Can this be called 'a coincidence'?

entropy1 · Dec 16, 2018

Suppose we have two variables A and B. A has a truly random distribution over {0,1} with P(0)=P(1)=0.5 . B has the same distribution.

Now suppose that A and B always show both a 1 or both a 0. This would be a strong correlation between A and B.

Now could this be called 'a coincidence'? And if not, in what way does it differ from a coincidence?

member 587159 · Dec 16, 2018

entropy1 said:

Suppose we have two variables A and B. A has a truly random distribution over {0,1} with P(0)=P(1)=0.5 . B has the same distribution.

Now suppose that A and B always show both a 1 or both a 0. This would be a strong correlation between A and B.

Now could this be called 'a coincidence'? And if not, in what way does it differ from a coincidence?

How do you define "coincidence"?

RPinPA · Dec 16, 2018

In probability terms, the observation would be that A and B are correlated. They are not independent. The word "coincidence" is not used.

In colloquial terms, I guess a coincidence is an unlikely event that occurs. So if A and B were supposed to be independent, but in 100 trials they always showed the same number, you could state that an event with probability 0.5^100 has occurred, which is possible though unlikely. You still wouldn't use the term "coincidence" which has no mathematical meaning.
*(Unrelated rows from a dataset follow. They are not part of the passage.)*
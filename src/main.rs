//! Booking Core Service (v1)
//!
//! Quote API built with Tokio and Axum.
//!
//! # Architecture Overview
//!
//! ```text
//!                      ┌───────────────────────────────────────────────┐
//!                      │                 BOOKING CORE                   │
//!     Client Request   │  ┌─────────┐    ┌──────────┐    ┌───────────┐  │
//!     ─────────────────┼─▶│  http   │───▶│ quoting  │───▶│  storage  │  │
//!                      │  │ server  │    │  guard   │    │  atomic   │  │
//!                      │  └─────────┘    └──────────┘    └───────────┘  │
//!                      │                                                │
//!                      │  ┌──────────────────────────────────────────┐  │
//!                      │  │          Cross-Cutting Concerns           │  │
//!                      │  │  config │ observability │ lifecycle       │  │
//!                      │  │  resilience (backoff / retry / http)      │  │
//!                      │  └──────────────────────────────────────────┘  │
//!                      └───────────────────────────────────────────────┘
//! ```

use std::net::SocketAddr;
use std::path::PathBuf;

use clap::Parser;

use booking_core::config::{load_config, ServiceConfig};
use booking_core::lifecycle::{signals, startup, Shutdown};
use booking_core::observability::{init_logging, init_metrics};

#[derive(Parser)]
#[command(name = "booking-core")]
#[command(about = "Quote API with optimistic concurrency and retrying storage", long_about = None)]
struct Args {
    /// Path to a TOML configuration file.
    #[arg(short, long)]
    config: Option<PathBuf>,

    /// Override `server.bind_address`.
    #[arg(short, long)]
    bind: Option<String>,
}

#[tokio::main]
async fn main() -> Result<(), Box<dyn std::error::Error>> {
    let args = Args::parse();

    let mut config = match &args.config {
        Some(path) => load_config(path)?,
        None => ServiceConfig::default(),
    };
    if let Some(bind) = args.bind {
        config.server.bind_address = bind;
    }

    init_logging(&config.observability);
    tracing::info!(version = env!("CARGO_PKG_VERSION"), "booking-core starting");

    tracing::info!(
        bind_address = %config.server.bind_address,
        request_timeout_secs = config.server.request_timeout_secs,
        transaction_timeout_ms = config.database.transaction_timeout_ms,
        seed_agents = config.database.agents.len(),
        "Configuration loaded"
    );

    if config.observability.metrics_enabled {
        match config.observability.metrics_address.parse::<SocketAddr>() {
            Ok(addr) => init_metrics(addr),
            Err(_) => tracing::error!(
                metrics_address = %config.observability.metrics_address,
                "Failed to parse metrics address"
            ),
        }
    }

    let shutdown = Shutdown::new();
    let (server, listener) = startup::prepare(config, shutdown.clone()).await?;
    signals::spawn_signal_handler(shutdown);

    server.run(listener).await?;

    tracing::info!("Shutdown complete");
    Ok(())
}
A Bayesian would say "based on experiment clearly A and B are not independent" and recalculate the joint probability distribution P(A, B) to reflect the observation.

FactChecker · Dec 16, 2018

The way to judge if it is a coincidence is to assume that they really are completely unrelated and calculate how strange the luck would be to get the results you got. The assumption that they are unrelated is called the "null hypothesis". This is a typical example of the most common application of probability. There are some standard levels of probability that are typically used before one would conclude (with the selected probability) that the null hypothesis is wrong. They are .05, 0.025, 0.01. They are called "confidence levels" of 95%, 97.5%, and 99%, respectively. Sometimes an extremely strict level is used. For example, before a nuclear physicist can claim that he has found a new particle, he must show that the probability of having his results would be less than 1 in 3,500,000 chance (probability=0.0000002857) if it was not a new particle. This is called a 5-sigmas criteria. 5-sigmas corresponds to around a 1 in 3,500,000 chance.

In your example, you say that A and B always show the same result. At the 0.05 probability level, it would require 5 experiments, all with the same results, to conclude with 95% confidence that they are related. Here are some other probability levels and the number of identical results that would be required:
0.05 5
0.025 6
0.01 7
1/3,500,000 = 0.0000002857 20

entropy1 · Dec 17, 2018

Math_QED said:

How do you define "coincidence"?

I guess something like: that there is no relation between the outcomes of A and B although it may seem there is.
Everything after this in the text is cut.